We see this amount of variation across the United States, and we see that it’s being driven by utilization. What our study can’t do necessarily is tell us exactly how much is the right amount.
But it does suggest, because there’s so much unexplained variation, that either some places are having more than they need or other places are not getting as much as they need.

Rhonda Stewart: And Joe, you’ve touched on the policy implications of this research. How can policymakers and other decision-makers use the information?

Joe Dieleman: So I think there are a couple ways. The first is simply getting data and a new dataset out to be able to be used, and that’s for policymakers specifically to maybe direct where additional research is needed. And that’s especially for academia and other researchers to say, hey, here’s a novel, very exciting dataset that has a lot of patterns that can be explored, way more patterns and analyses than my team could do.

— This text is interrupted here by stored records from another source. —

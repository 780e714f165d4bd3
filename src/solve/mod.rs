use super::dimacs::Dimacs;
use crate::utils::cancel::Canceled;
use serde::{Deserialize, Serialize};
use std::error::Error;
use std::fmt;

pub mod pred_abs;
pub mod qsat;
pub mod validate;

#[derive(Debug, PartialEq, Eq, Copy, Clone, Serialize, Deserialize)]
pub enum SolverResult {
    Satisfiable = 10,
    Unsatisfiable = 20,
    Unknown = 30,
}

impl Dimacs for SolverResult {
    #[must_use]
    fn dimacs(&self) -> String {
        match *self {
            Self::Satisfiable => String::from("1"),
            Self::Unsatisfiable => String::from("0"),
            Self::Unknown => String::from("-1"),
        }
    }
}

#[derive(Debug, PartialEq, Eq, Copy, Clone, Serialize, Deserialize)]
pub enum FailureReason {
    /// The cancellation token was set
    Canceled,
    /// A kernel gave up
    Kernel,
    /// A model could not evaluate a formula the search depends on
    Evaluation,
    /// The formula contains something the kernels cannot decide
    Unsupported,
}

impl fmt::Display for FailureReason {
    fn fmt(&self, f: &mut fmt::Formatter) -> fmt::Result {
        match self {
            FailureReason::Canceled => write!(f, "canceled"),
            FailureReason::Kernel => write!(f, "kernel failure"),
            FailureReason::Evaluation => write!(f, "evaluation failure"),
            FailureReason::Unsupported => write!(f, "unsupported"),
        }
    }
}

/// Why a query ended in `Unknown`.
#[derive(Debug, PartialEq, Eq, Clone, Serialize, Deserialize)]
pub struct Failure {
    pub reason: FailureReason,
    pub message: String,
}

impl Failure {
    pub fn new<S: Into<String>>(reason: FailureReason, message: S) -> Failure {
        Failure {
            reason,
            message: message.into(),
        }
    }

    pub fn canceled() -> Failure {
        Failure::new(FailureReason::Canceled, "canceled")
    }
}

impl fmt::Display for Failure {
    fn fmt(&self, f: &mut fmt::Formatter) -> fmt::Result {
        write!(f, "{}: {}", self.reason, self.message)
    }
}

impl Error for Failure {}

impl From<Canceled> for Failure {
    fn from(_: Canceled) -> Failure {
        Failure::canceled()
    }
}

And so our hope really is that other researchers begin using it. But as far as policymakers specifically go, we hope that what this study will do is sound the alarm that there is all this unexplained variation and that it is especially true in out-of-pocket spending. It’s especially true in emergency department care. It’s in these places that really impact the type of care and the amount of resources people are spending. And so from a policymaker’s perspective, I think it lends itself to just asking, or in many ways demanding, more questions be answered about why this variation exists.

Rhonda Stewart: And you’ve covered many fascinating things about the study, but what would you say is the main thing that people should take away from the research?

Joe Dieleman: So when I think about this study, I think it highlights that there are essentially 3,110 very unique health systems in the US. The people that live in the counties are very distinct.
The things that they’re asking for as far as health care are distinct, and the spending levels, in some cases for very good reasons, and other times and reasons we don’t really understand, vary dramatically across those counties.

And I think it really opens the door, this new dataset, to explore even more what is the right amount of health care and what needs to change as far as making sure everyone has the right amount of access to care.

Rhonda Stewart: Great. Thanks so much, Joe.

Joe Dieleman: My pleasure. Thank you.

Rhonda Stewart: Details about the US health care spending study can be found at healthdata.org.